I filed my Tax Year 2019 tax returns—but perhaps you haven’t yet. If you paid child or dependent care expenses in 2019, or if you’re a child care provider or advocate who knows families that did, pay attention!
We know that many parents struggle to afford high-quality, affordable child care. The federal Child Care and Development Block Grant (CCDBG) can help families pay their child care bills throughout the year, but insufficient funding means that only a fraction of eligible children receive CCDBG assistance. So for some families, tax provisions for child and dependent care expenses can help. The federal government and most states have some type of child and dependent care (CADC) tax provision.
Tax forms can seem full of jargon, so let’s help break down at least one part of them. CADC tax provisions help lower the amount of taxes some families owe and sometimes provide tax refunds. CADC tax provisions can be tax credits—refundable or non-refundable—or tax deductions. Here’s how they work:
- Refundable credits lower the amount of taxes a family owes by a set amount. If the credit amount is higher than the family’s income tax liability, they provide a refund.
- Non-refundable credits lower a family’s income tax liability by a set amount but don’t provide refunds. If that credit amount is greater than their income tax liability, then they don’t get any money back from the IRS. The federal Child and Dependent Care Tax Credit is an example of a nonrefundable CADC credit.
- Tax deductions reduce a family’s taxable income, which then lowers their tax liability. The deduction value depends on the family’s tax rate, so they’re worth less for families with lower incomes, and more for families with higher incomes and higher tax rates. They are worth absolutely nothing to families who don’t owe any income tax.
When you file federal and state returns, make sure you claim your CADC tax credit or deduction, if you can. Check our map to find out if your state has a CADC tax provision.
But before you get started on your taxes, we want to flag changes to state CADC tax provisions for Tax Year 2019:
- Several states increased the value of their CADC credit! Colorado increased the value of its Child Care Expense Tax Credit for moderate-income families. Families with a federal Adjusted Gross Income (AGI) of $60,000 or less can now access a 50 percent match of the federal credit they receive. Kansas increased its CADC credit from a 12.5 percent (2018) to 18.75 percent (2019) match.
- Colorado extended its Low-Income Child Care Expenses Credit for eight more years, through Tax Year 2028 (filed in 2029). This is a big win for low-income families!

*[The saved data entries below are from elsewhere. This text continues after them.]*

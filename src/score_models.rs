use crate::models::{CardFeatures, CombinedFeatures, RiskTier};
use crate::pipeline::{CardError, CardReport, PipelineReport};
use serde::{Deserialize, Serialize};
use uuid::Uuid;

/// Body of a credit score request.
#[derive(Debug, Clone, Deserialize, Serialize)]
pub struct CreditScoreRequest {
    /// National identifier grouping the cards.
    #[serde(default, alias = "fayda_number")]
    pub identity_id: Option<String>,

    /// Cards to score; `null` is treated as empty.
    #[serde(default)]
    pub data: Option<Vec<CardEntry>>,

    /// Echoed back unmodified.
    #[serde(default, rename = "callbackUrl")]
    pub callback_url: Option<String>,
}

#[derive(Debug, Clone, Default, Deserialize, Serialize)]
pub struct CardEntry {
    pub card_number: Option<String>,
    pub bic: Option<String>,
    pub account_number: Option<String>,
}

impl CardEntry {
    /// The card number, if present and not blank.
    pub fn card_number(&self) -> Option<&str> {
        self.card_number
            .as_deref()
            .map(str::trim)
            .filter(|c| !c.is_empty())
    }
}

impl CreditScoreRequest {
    /// The identity, if present and not blank.
    pub fn identity(&self) -> Option<&str> {
        self.identity_id
            .as_deref()
            .map(str::trim)
            .filter(|id| !id.is_empty())
    }

    /// Entries with a usable card number, in request order.
    pub fn card_entries(&self) -> impl Iterator<Item = &CardEntry> {
        self.data
            .iter()
            .flatten()
            .filter(|entry| entry.card_number().is_some())
    }
}

#[derive(Debug, Clone, Copy, PartialEq, Eq, Serialize, Deserialize)]
#[serde(rename_all = "snake_case")]
pub enum CardStatus {
    Scored,
    /// Features computed but no model loaded.
    Unscored,
    NoTransactions,
    Error,
}

/// Per-card section of the response.
#[derive(Debug, Clone, Serialize, Deserialize)]
pub struct CardResult {
    pub card_number: String,
    pub bic: Option<String>,
    pub account_number: Option<String>,
    pub status: CardStatus,
    #[serde(skip_serializing_if = "Option::is_none")]
    pub credit_score: Option<f64>,
    #[serde(skip_serializing_if = "Option::is_none")]
    pub risk_level: Option<RiskTier>,
    #[serde(skip_serializing_if = "Option::is_none")]
    pub features: Option<CardFeatures>,
    #[serde(skip_serializing_if = "Option::is_none")]
    pub error: Option<String>,
}

impl CardResult {
    /// Build the public view of a card report; storage details are not exposed.
    pub fn from_report(entry: &CardEntry, report: &CardReport) -> Self {
        let mut result = Self {
            card_number: report.card_number.clone(),
            bic: entry.bic.clone(),
            account_number: entry.account_number.clone(),
            status: CardStatus::Error,
            credit_score: None,
            risk_level: None,
            features: None,
            error: None,
        };

        match &report.outcome {
            Ok(card) => {
                result.features = Some(card.features);
                match card.score {
                    Some(score) => {
                        result.status = CardStatus::Scored;
                        result.credit_score = Some(score);
                        result.risk_level = Some(RiskTier::from_score(score));
                    }
                    None => {
                        result.status = CardStatus::Unscored;
                        result.risk_level = Some(RiskTier::Unknown);
                    }
                }
            }
            Err(CardError::NotFound) => {
                result.status = CardStatus::NoTransactions;
                result.error = Some(CardError::NotFound.to_string());
            }
            Err(CardError::Storage(_)) => {
                result.error = Some("Failed to retrieve transactions".to_string());
            }
            Err(CardError::Scoring(_)) => {
                result.error = Some("Failed to score card".to_string());
            }
        }

        result
    }
}

/// Combined credit score for an identity.
#[derive(Debug, Clone, Serialize, Deserialize)]
pub struct CreditScoreResponse {
    pub request_id: Uuid,
    pub identity_id: String,
    #[serde(rename = "type")]
    pub response_type: String,
    pub score: i64,
    pub risk_level: RiskTier,
    pub features: CombinedFeatures,
    pub model_available: bool,
    pub results: Vec<CardResult>,
    #[serde(rename = "callbackUrl")]
    pub callback_url: String,
    /// RFC 3339 UTC timestamp.
    pub timestamp: String,
}

pub const CREDIT_SCORE_TYPE: &str = "CREDIT_SCORE";

impl CreditScoreResponse {
    /// `entries` must be the same entries, in the same order, the pipeline ran on.
    pub fn build(
        identity_id: &str,
        entries: &[&CardEntry],
        report: &PipelineReport,
        callback_url: Option<&str>,
    ) -> Self {
        let results = entries
            .iter()
            .zip(report.cards.iter())
            .map(|(entry, card)| CardResult::from_report(entry, card))
            .collect();

        Self {
            request_id: Uuid::new_v4(),
            identity_id: identity_id.to_string(),
            response_type: CREDIT_SCORE_TYPE.to_string(),
            score: report.aggregate.score,
            risk_level: report.aggregate.risk_level,
            features: report.aggregate.features,
            model_available: report.model_available,
            results,
            callback_url: callback_url.unwrap_or_default().to_string(),
            timestamp: chrono::Utc::now().to_rfc3339(),
        }
    }
}
//! In-memory collaborators shared by the integration tests.
#![allow(dead_code)]

use async_trait::async_trait;
use chrono::NaiveDate;
use rust_credit_score_api::model_artifact::{CreditModel, InferenceError};
use rust_credit_score_api::models::TransactionRecord;
use rust_credit_score_api::transaction_store::{StoreError, TransactionStore};
use std::collections::{HashMap, HashSet};

/// Transaction store backed by a map; listed cards fail with a storage error.
#[derive(Default)]
pub struct FakeStore {
    transactions: HashMap<String, Vec<TransactionRecord>>,
    failing: HashSet<String>,
    down: bool,
}

impl FakeStore {
    pub fn new() -> Self {
        Self::default()
    }

    pub fn with_card(mut self, card: &str, transactions: Vec<TransactionRecord>) -> Self {
        self.transactions.insert(card.to_string(), transactions);
        self
    }

    pub fn with_failing_card(mut self, card: &str) -> Self {
        self.failing.insert(card.to_string());
        self
    }

    /// Every call fails, including `ping`.
    pub fn unreachable() -> Self {
        Self {
            down: true,
            ..Self::default()
        }
    }
}

#[async_trait]
impl TransactionStore for FakeStore {
    async fn fetch(&self, card_id: &str) -> Result<Vec<TransactionRecord>, StoreError> {
        if self.down || self.failing.contains(card_id) {
            return Err(StoreError::InvalidRow(format!(
                "unparseable date 'garbage' for {}",
                card_id
            )));
        }
        Ok(self.transactions.get(card_id).cloned().unwrap_or_default())
    }

    async fn ping(&self) -> Result<(), StoreError> {
        if self.down {
            return Err(StoreError::Database(sqlx::Error::PoolTimedOut));
        }
        Ok(())
    }
}

/// Store whose lookups panic, standing in for an unexpected fault.
pub struct PanicStore;

#[async_trait]
impl TransactionStore for PanicStore {
    async fn fetch(&self, card_id: &str) -> Result<Vec<TransactionRecord>, StoreError> {
        panic!("connection state corrupted while fetching {}", card_id);
    }
}

/// Scores every card by its total amount, so tests can pick scores through amounts.
pub struct AmountModel;

impl CreditModel for AmountModel {
    fn predict(&self, features: &[f64; 4]) -> Result<f64, InferenceError> {
        Ok(features[1])
    }
}

pub struct NanModel;

impl CreditModel for NanModel {
    fn predict(&self, _features: &[f64; 4]) -> Result<f64, InferenceError> {
        Ok(f64::NAN)
    }
}

pub fn tx(amount: f64, acquirer: &str, date: &str) -> TransactionRecord {
    TransactionRecord {
        trans_type: Some("774".to_string()),
        amount: Some(amount),
        acquirer_id: Some(acquirer.to_string()),
        date: NaiveDate::parse_from_str(date, "%Y-%m-%d").unwrap(),
    }
}
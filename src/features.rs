//! Feature extraction from a card's transaction history.
//!
//! Produces the four features the credit model was trained on, in the
//! order given by [`FEATURE_NAMES`](crate::models::FEATURE_NAMES).

use crate::models::{CardFeatures, TransactionRecord};
use std::collections::HashSet;

/// Extract the feature tuple for one card.
///
/// Returns `None` for an empty history: a card without transactions has no
/// features and must be skipped by the caller rather than scored as zeros.
/// The input does not need to be sorted.
pub fn extract(transactions: &[TransactionRecord]) -> Option<CardFeatures> {
    if transactions.is_empty() {
        return None;
    }

    let total_amount: f64 = transactions.iter().filter_map(|tx| tx.amount).sum();

    let distinct_acquirer_count = transactions
        .iter()
        .filter_map(|tx| tx.acquirer_id.as_deref())
        .collect::<HashSet<_>>()
        .len() as u64;

    Some(CardFeatures {
        transaction_count: transactions.len() as u64,
        total_amount,
        distinct_acquirer_count,
        avg_days_between_tx: average_days_between(transactions),
    })
}

/// Mean day gap between consecutive transactions after sorting by date.
fn average_days_between(transactions: &[TransactionRecord]) -> f64 {
    if transactions.len() < 2 {
        return 0.0;
    }

    let mut dates: Vec<_> = transactions.iter().map(|tx| tx.date).collect();
    dates.sort_unstable();

    let total_days: i64 = dates
        .windows(2)
        .map(|pair| (pair[1] - pair[0]).num_days())
        .sum();

    total_days as f64 / (dates.len() - 1) as f64
}
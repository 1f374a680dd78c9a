//! Per-identity credit scoring pipeline.
//!
//! For every card: fetch transactions, extract features, score. Each card
//! yields its own `Result`, so a failing card is reported and excluded
//! without affecting the others. Only the successful cards are aggregated.

use crate::aggregation::{aggregate, AggregateResult, ScoredCard};
use crate::features;
use crate::models::mask_card_number;
use crate::scoring::{ScoreError, Scorer};
use crate::transaction_store::{StoreError, TransactionStore};
use std::sync::Arc;

/// Why a card was left out of the aggregate.
#[derive(Debug, thiserror::Error)]
pub enum CardError {
    #[error("No transactions found")]
    NotFound,
    #[error("storage error: {0}")]
    Storage(#[from] StoreError),
    #[error("scoring error: {0}")]
    Scoring(ScoreError),
}

/// Outcome for one card of the request.
#[derive(Debug)]
pub struct CardReport {
    pub card_number: String,
    pub outcome: Result<ScoredCard, CardError>,
}

/// Everything produced for one identity.
#[derive(Debug)]
pub struct PipelineReport {
    pub cards: Vec<CardReport>,
    pub aggregate: AggregateResult,
    /// False when scoring ran without a model.
    pub model_available: bool,
}

/// Scores all cards of an identity against an injected store and model.
#[derive(Clone)]
pub struct CreditScorePipeline {
    store: Arc<dyn TransactionStore>,
    scorer: Scorer,
}

impl CreditScorePipeline {
    pub fn new(store: Arc<dyn TransactionStore>, scorer: Scorer) -> Self {
        Self { store, scorer }
    }

    pub fn scorer(&self) -> &Scorer {
        &self.scorer
    }

    pub fn store(&self) -> &Arc<dyn TransactionStore> {
        &self.store
    }

    /// Process one card: fetch, extract, score.
    ///
    /// A missing model is not a card failure; the card is kept without a score.
    pub async fn process_card(&self, card_number: &str) -> Result<ScoredCard, CardError> {
        let transactions = self.store.fetch(card_number).await?;

        let features = features::extract(&transactions).ok_or(CardError::NotFound)?;

        let score = match self.scorer.score(&features) {
            Ok(score) => Some(score),
            Err(ScoreError::ModelUnavailable) => None,
            Err(e) => return Err(CardError::Scoring(e)),
        };

        Ok(ScoredCard { features, score })
    }

    /// Score every card sequentially and aggregate the successful ones.
    pub async fn run<I, S>(&self, card_numbers: I) -> PipelineReport
    where
        I: IntoIterator<Item = S>,
        S: Into<String>,
    {
        let mut cards = Vec::new();

        for card_number in card_numbers {
            let card_number = card_number.into();
            let outcome = self.process_card(&card_number).await;
            log_outcome(&card_number, &outcome);
            cards.push(CardReport {
                card_number,
                outcome,
            });
        }

        let included: Vec<ScoredCard> = cards
            .iter()
            .filter_map(|report| report.outcome.as_ref().ok().copied())
            .collect();

        let aggregate = aggregate(&included);

        tracing::info!(
            "Scored {} of {} card(s): score={}, risk_level={}",
            included.len(),
            cards.len(),
            aggregate.score,
            aggregate.risk_level
        );

        PipelineReport {
            cards,
            aggregate,
            model_available: self.scorer.is_available(),
        }
    }
}

fn log_outcome(card_number: &str, outcome: &Result<ScoredCard, CardError>) {
    let masked = mask_card_number(card_number);
    match outcome {
        Ok(ScoredCard {
            score: Some(score), ..
        }) => tracing::debug!("Card {} scored {:.2}", masked, score),
        Ok(ScoredCard { score: None, .. }) => {
            tracing::warn!("Card {} not scored: model unavailable", masked)
        }
        Err(CardError::NotFound) => tracing::info!("Card {} has no transactions", masked),
        Err(e) => tracing::error!("Card {} failed: {}", masked, e),
    }
}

- The District of Columbia made its Keep Child Care Affordable Tax Credit permanent. This credit is worth up to $1,000 per eligible child but isn’t tailored to assist low-income families. More funding for direct assistance through the Birth-to-Three for All DC Act of 2018 and/or making its other child care credit refundable would significantly help low-income families who need the most help accessing child care.
- Maryland made its Credit for Child and Dependent Care Expenses refundable for families with incomes of $50,000 or less—$75,000 for filers who are married and filing jointly—and increased the credit amount and income limits. Estimates show that more than 90,000 additional families would be able to claim the credit.
- Massachusetts has a deduction, not a credit, for child and dependent care expenses. Massachusetts reduced its individual income tax rate down to 5.05%, which lowered the maximum value of the deduction to $242 for one child or dependent and $485 for two or more children or dependents.
- Two states have annual changes to CADC tax credits built into their statutes. Minnesota increases its CADC tax credit income thresholds for inflation each year. Oregon makes its Working Family Household and Dependent Care Credit available to families making 300 percent or below of the Federal Poverty Level (FPL). Each year, the FPL changes. So, the dollar threshold for the cutoff is higher than last year.
That’s our roundup of state CADC tax provision changes for Tax Year 2019! In addition to tax benefits for child and dependent care expenses, families could also qualify for the federal and state Earned Income Tax Credits and the Child Tax Credit. Families need all the help they can to pay for everyday expenses, so don’t miss out on the opportunity to take advantage of these tax provisions!